ABOUT THIS TASK -> Each line of the material below must be transcribed exactly.

THE DATA ->
- Opening Delimiter -
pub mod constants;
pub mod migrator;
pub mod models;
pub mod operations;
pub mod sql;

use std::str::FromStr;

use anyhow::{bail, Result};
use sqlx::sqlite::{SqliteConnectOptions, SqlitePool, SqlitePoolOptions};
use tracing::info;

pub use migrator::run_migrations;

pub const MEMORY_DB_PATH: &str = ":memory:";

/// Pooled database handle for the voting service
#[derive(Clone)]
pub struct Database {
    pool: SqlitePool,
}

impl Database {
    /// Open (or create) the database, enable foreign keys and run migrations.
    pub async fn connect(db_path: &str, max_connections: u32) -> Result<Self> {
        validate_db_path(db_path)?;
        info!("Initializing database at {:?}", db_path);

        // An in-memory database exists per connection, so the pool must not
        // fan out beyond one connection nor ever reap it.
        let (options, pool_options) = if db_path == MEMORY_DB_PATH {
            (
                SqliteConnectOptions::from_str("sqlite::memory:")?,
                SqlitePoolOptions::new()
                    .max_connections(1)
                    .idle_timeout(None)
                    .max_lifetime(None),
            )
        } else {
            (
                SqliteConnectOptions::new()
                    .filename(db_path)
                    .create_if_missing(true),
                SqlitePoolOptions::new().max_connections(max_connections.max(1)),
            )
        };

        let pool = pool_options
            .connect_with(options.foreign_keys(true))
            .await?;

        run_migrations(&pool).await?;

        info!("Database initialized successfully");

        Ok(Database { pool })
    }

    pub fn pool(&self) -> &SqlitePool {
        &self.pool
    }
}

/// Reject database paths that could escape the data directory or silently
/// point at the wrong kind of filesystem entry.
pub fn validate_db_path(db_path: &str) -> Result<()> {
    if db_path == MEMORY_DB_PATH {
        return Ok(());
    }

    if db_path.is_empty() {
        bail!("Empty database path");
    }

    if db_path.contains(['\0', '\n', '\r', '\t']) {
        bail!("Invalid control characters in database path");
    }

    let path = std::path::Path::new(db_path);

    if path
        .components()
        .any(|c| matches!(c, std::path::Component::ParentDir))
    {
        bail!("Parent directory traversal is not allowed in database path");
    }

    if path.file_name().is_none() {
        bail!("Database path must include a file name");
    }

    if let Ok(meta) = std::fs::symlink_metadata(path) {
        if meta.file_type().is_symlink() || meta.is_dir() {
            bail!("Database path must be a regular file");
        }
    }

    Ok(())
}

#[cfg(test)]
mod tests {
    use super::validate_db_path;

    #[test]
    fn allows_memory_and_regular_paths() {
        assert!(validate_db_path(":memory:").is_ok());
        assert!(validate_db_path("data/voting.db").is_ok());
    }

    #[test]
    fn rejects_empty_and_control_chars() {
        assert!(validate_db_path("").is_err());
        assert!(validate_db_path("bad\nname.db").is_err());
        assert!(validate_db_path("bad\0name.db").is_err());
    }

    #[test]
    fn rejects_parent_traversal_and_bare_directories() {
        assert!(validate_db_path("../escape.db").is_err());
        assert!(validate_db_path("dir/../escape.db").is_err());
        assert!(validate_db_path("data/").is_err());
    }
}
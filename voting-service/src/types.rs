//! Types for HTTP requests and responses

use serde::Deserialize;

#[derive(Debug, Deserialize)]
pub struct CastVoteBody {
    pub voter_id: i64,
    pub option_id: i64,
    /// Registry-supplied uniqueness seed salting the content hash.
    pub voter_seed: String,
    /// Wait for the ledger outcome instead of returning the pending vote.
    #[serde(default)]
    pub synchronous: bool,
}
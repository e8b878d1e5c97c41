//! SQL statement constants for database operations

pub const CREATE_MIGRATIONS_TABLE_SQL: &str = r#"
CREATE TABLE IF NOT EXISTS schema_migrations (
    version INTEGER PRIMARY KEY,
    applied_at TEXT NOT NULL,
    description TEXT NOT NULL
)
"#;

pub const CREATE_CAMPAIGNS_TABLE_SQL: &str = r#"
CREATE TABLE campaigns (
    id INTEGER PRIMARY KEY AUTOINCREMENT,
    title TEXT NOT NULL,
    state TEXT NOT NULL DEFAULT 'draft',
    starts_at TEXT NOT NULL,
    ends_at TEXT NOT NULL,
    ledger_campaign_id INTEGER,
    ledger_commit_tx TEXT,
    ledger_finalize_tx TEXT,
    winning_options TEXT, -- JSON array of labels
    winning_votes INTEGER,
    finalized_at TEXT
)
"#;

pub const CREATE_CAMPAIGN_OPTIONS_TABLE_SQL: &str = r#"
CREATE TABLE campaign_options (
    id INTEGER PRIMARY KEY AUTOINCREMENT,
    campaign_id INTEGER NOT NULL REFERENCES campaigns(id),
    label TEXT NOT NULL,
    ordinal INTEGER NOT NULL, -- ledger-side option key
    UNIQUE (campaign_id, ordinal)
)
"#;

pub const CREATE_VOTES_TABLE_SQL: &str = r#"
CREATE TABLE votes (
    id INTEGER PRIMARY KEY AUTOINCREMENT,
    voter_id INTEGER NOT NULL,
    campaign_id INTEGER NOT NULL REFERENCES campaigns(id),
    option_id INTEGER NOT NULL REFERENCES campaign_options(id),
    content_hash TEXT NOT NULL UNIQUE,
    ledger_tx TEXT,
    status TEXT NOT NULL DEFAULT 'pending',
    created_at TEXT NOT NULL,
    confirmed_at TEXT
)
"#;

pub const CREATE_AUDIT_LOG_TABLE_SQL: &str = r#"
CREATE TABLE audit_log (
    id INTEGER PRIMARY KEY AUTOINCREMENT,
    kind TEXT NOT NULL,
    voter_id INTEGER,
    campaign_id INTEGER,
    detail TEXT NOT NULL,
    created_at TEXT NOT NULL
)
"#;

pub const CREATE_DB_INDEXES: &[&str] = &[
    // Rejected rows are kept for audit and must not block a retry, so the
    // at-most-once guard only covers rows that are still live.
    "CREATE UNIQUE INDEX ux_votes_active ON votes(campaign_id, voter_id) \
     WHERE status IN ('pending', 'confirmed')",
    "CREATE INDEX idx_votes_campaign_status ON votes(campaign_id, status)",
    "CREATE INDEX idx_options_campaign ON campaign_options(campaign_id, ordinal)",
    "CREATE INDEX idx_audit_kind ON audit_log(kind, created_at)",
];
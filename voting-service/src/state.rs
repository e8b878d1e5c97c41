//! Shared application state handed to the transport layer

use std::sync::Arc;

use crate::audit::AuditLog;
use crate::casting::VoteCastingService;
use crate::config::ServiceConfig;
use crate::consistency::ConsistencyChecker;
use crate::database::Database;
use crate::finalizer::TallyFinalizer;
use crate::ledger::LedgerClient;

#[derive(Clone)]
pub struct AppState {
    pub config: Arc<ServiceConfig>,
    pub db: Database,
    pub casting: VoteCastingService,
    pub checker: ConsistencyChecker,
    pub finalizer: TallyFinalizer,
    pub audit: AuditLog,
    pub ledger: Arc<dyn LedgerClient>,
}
- Closing Delimiter -
SOLUTION BELOW ->
pub mod constants;
pub mod migrator;
pub mod models;
pub mod operations;
pub mod sql;

use std::str::FromStr;

use anyhow::{bail, Result};
use sqlx::sqlite::{SqliteConnectOptions, SqlitePool, SqlitePoolOptions};
use tracing::info;

pub use migrator::run_migrations;

pub const MEMORY_DB_PATH: &str = ":memory:";

/// Pooled database handle for the voting service
#[derive(Clone)]
pub struct Database {
    pool: SqlitePool,
}

impl Database {
    /// Open (or create) the database, enable foreign keys and run migrations.
    pub async fn connect(db_path: &str, max_connections: u32) -> Result<Self> {
        validate_db_path(db_path)?;
        info!("Initializing database at {:?}", db_path);

        // An in-memory database exists per connection, so the pool must not
        // fan out beyond one connection nor ever reap it.
        let (options, pool_options) = if db_path == MEMORY_DB_PATH {
            (
                SqliteConnectOptions::from_str("sqlite::memory:")?,
                SqlitePoolOptions::new()
                    .max_connections(1)
                    .idle_timeout(None)
                    .max_lifetime(None),
            )
        } else {
            (
                SqliteConnectOptions::new()
                    .filename(db_path)
                    .create_if_missing(true),
                SqlitePoolOptions::new().max_connections(max_connections.max(1)),
            )
        };

        let pool = pool_options
            .connect_with(options.foreign_keys(true))
            .await?;

        run_migrations(&pool).await?;

        info!("Database initialized successfully");

        Ok(Database { pool })
    }

    pub fn pool(&self) -> &SqlitePool {
        &self.pool
    }
}

/// Reject database paths that could escape the data directory or silently
/// point at the wrong kind of filesystem entry.
pub fn validate_db_path(db_path: &str) -> Result<()> {
    if db_path == MEMORY_DB_PATH {
        return Ok(());
    }

    if db_path.is_empty() {
        bail!("Empty database path");
    }

    if db_path.contains(['\0', '\n', '\r', '\t']) {
        bail!("Invalid control characters in database path");
    }

    let path = std::path::Path::new(db_path);

    if path
        .components()
        .any(|c| matches!(c, std::path::Component::ParentDir))
    {
        bail!("Parent directory traversal is not allowed in database path");
    }

    if path.file_name().is_none() {
        bail!("Database path must include a file name");
    }

    if let Ok(meta) = std::fs::symlink_metadata(path) {
        if meta.file_type().is_symlink() || meta.is_dir() {
            bail!("Database path must be a regular file");
        }
    }

    Ok(())
}

#[cfg(test)]
mod tests {
    use super::validate_db_path;

    #[test]
    fn allows_memory_and_regular_paths() {
        assert!(validate_db_path(":memory:").is_ok());
        assert!(validate_db_path("data/voting.db").is_ok());
    }

    #[test]
    fn rejects_empty_and_control_chars() {
        assert!(validate_db_path("").is_err());
        assert!(validate_db_path("bad\nname.db").is_err());
        assert!(validate_db_path("bad\0name.db").is_err());
    }

    #[test]
    fn rejects_parent_traversal_and_bare_directories() {
        assert!(validate_db_path("../escape.db").is_err());
        assert!(validate_db_path("dir/../escape.db").is_err());
        assert!(validate_db_path("data/").is_err());
    }
}
filename voting-service/src/types.rs
//! Types for HTTP requests and responses

use serde::Deserialize;

#[derive(Debug, Deserialize)]
pub struct CastVoteBody {
    pub voter_id: i64,
    pub option_id: i64,
    /// Registry-supplied uniqueness seed salting the content hash.
    pub voter_seed: String,
    /// Wait for the ledger outcome instead of returning the pending vote.
    #[serde(default)]
    pub synchronous: bool,
}
repository e8b878d1e5c97c41
//! SQL statement constants for database operations

pub const CREATE_MIGRATIONS_TABLE_SQL: &str = r#"
CREATE TABLE IF NOT EXISTS schema_migrations (
    version INTEGER PRIMARY KEY,
    applied_at TEXT NOT NULL,
    description TEXT NOT NULL
)
"#;

pub const CREATE_CAMPAIGNS_TABLE_SQL: &str = r#"
CREATE TABLE campaigns (
    id INTEGER PRIMARY KEY AUTOINCREMENT,
    title TEXT NOT NULL,
    state TEXT NOT NULL DEFAULT 'draft',
    starts_at TEXT NOT NULL,
    ends_at TEXT NOT NULL,
    ledger_campaign_id INTEGER,
    ledger_commit_tx TEXT,
    ledger_finalize_tx TEXT,
    winning_options TEXT, -- JSON array of labels
    winning_votes INTEGER,
    finalized_at TEXT
)
"#;

pub const CREATE_CAMPAIGN_OPTIONS_TABLE_SQL: &str = r#"
CREATE TABLE campaign_options (
    id INTEGER PRIMARY KEY AUTOINCREMENT,
    campaign_id INTEGER NOT NULL REFERENCES campaigns(id),
    label TEXT NOT NULL,
    ordinal INTEGER NOT NULL, -- ledger-side option key
    UNIQUE (campaign_id, ordinal)
)
"#;

pub const CREATE_VOTES_TABLE_SQL: &str = r#"
CREATE TABLE votes (
    id INTEGER PRIMARY KEY AUTOINCREMENT,
    voter_id INTEGER NOT NULL,
    campaign_id INTEGER NOT NULL REFERENCES campaigns(id),
    option_id INTEGER NOT NULL REFERENCES campaign_options(id),
    content_hash TEXT NOT NULL UNIQUE,
    ledger_tx TEXT,
    status TEXT NOT NULL DEFAULT 'pending',
    created_at TEXT NOT NULL,
    confirmed_at TEXT
)
"#;

pub const CREATE_AUDIT_LOG_TABLE_SQL: &str = r#"
CREATE TABLE audit_log (
    id INTEGER PRIMARY KEY AUTOINCREMENT,
    kind TEXT NOT NULL,
    voter_id INTEGER,
    campaign_id INTEGER,
    detail TEXT NOT NULL,
    created_at TEXT NOT NULL
)
"#;

pub const CREATE_DB_INDEXES: &[&str] = &[
    // Rejected rows are kept for audit and must not block a retry, so the
    // at-most-once guard only covers rows that are still live.
    "CREATE UNIQUE INDEX ux_votes_active ON votes(campaign_id, voter_id) \
     WHERE status IN ('pending', 'confirmed')",
    "CREATE INDEX idx_votes_campaign_status ON votes(campaign_id, status)",
    "CREATE INDEX idx_options_campaign ON campaign_options(campaign_id, ordinal)",
    "CREATE INDEX idx_audit_kind ON audit_log(kind, created_at)",
];
filename voting-service/src/state.rs
repository e8b878d1e5c97c41
//! Shared application state handed to the transport layer

use std::sync::Arc;

use crate::audit::AuditLog;
use crate::casting::VoteCastingService;
use crate::config::ServiceConfig;
use crate::consistency::ConsistencyChecker;
use crate::database::Database;
use crate::finalizer::TallyFinalizer;
use crate::ledger::LedgerClient;

#[derive(Clone)]
pub struct AppState {
    pub config: Arc<ServiceConfig>,
    pub db: Database,
    pub casting: VoteCastingService,
    pub checker: ConsistencyChecker,
    pub finalizer: TallyFinalizer,
    pub audit: AuditLog,
    pub ledger: Arc<dyn LedgerClient>,
}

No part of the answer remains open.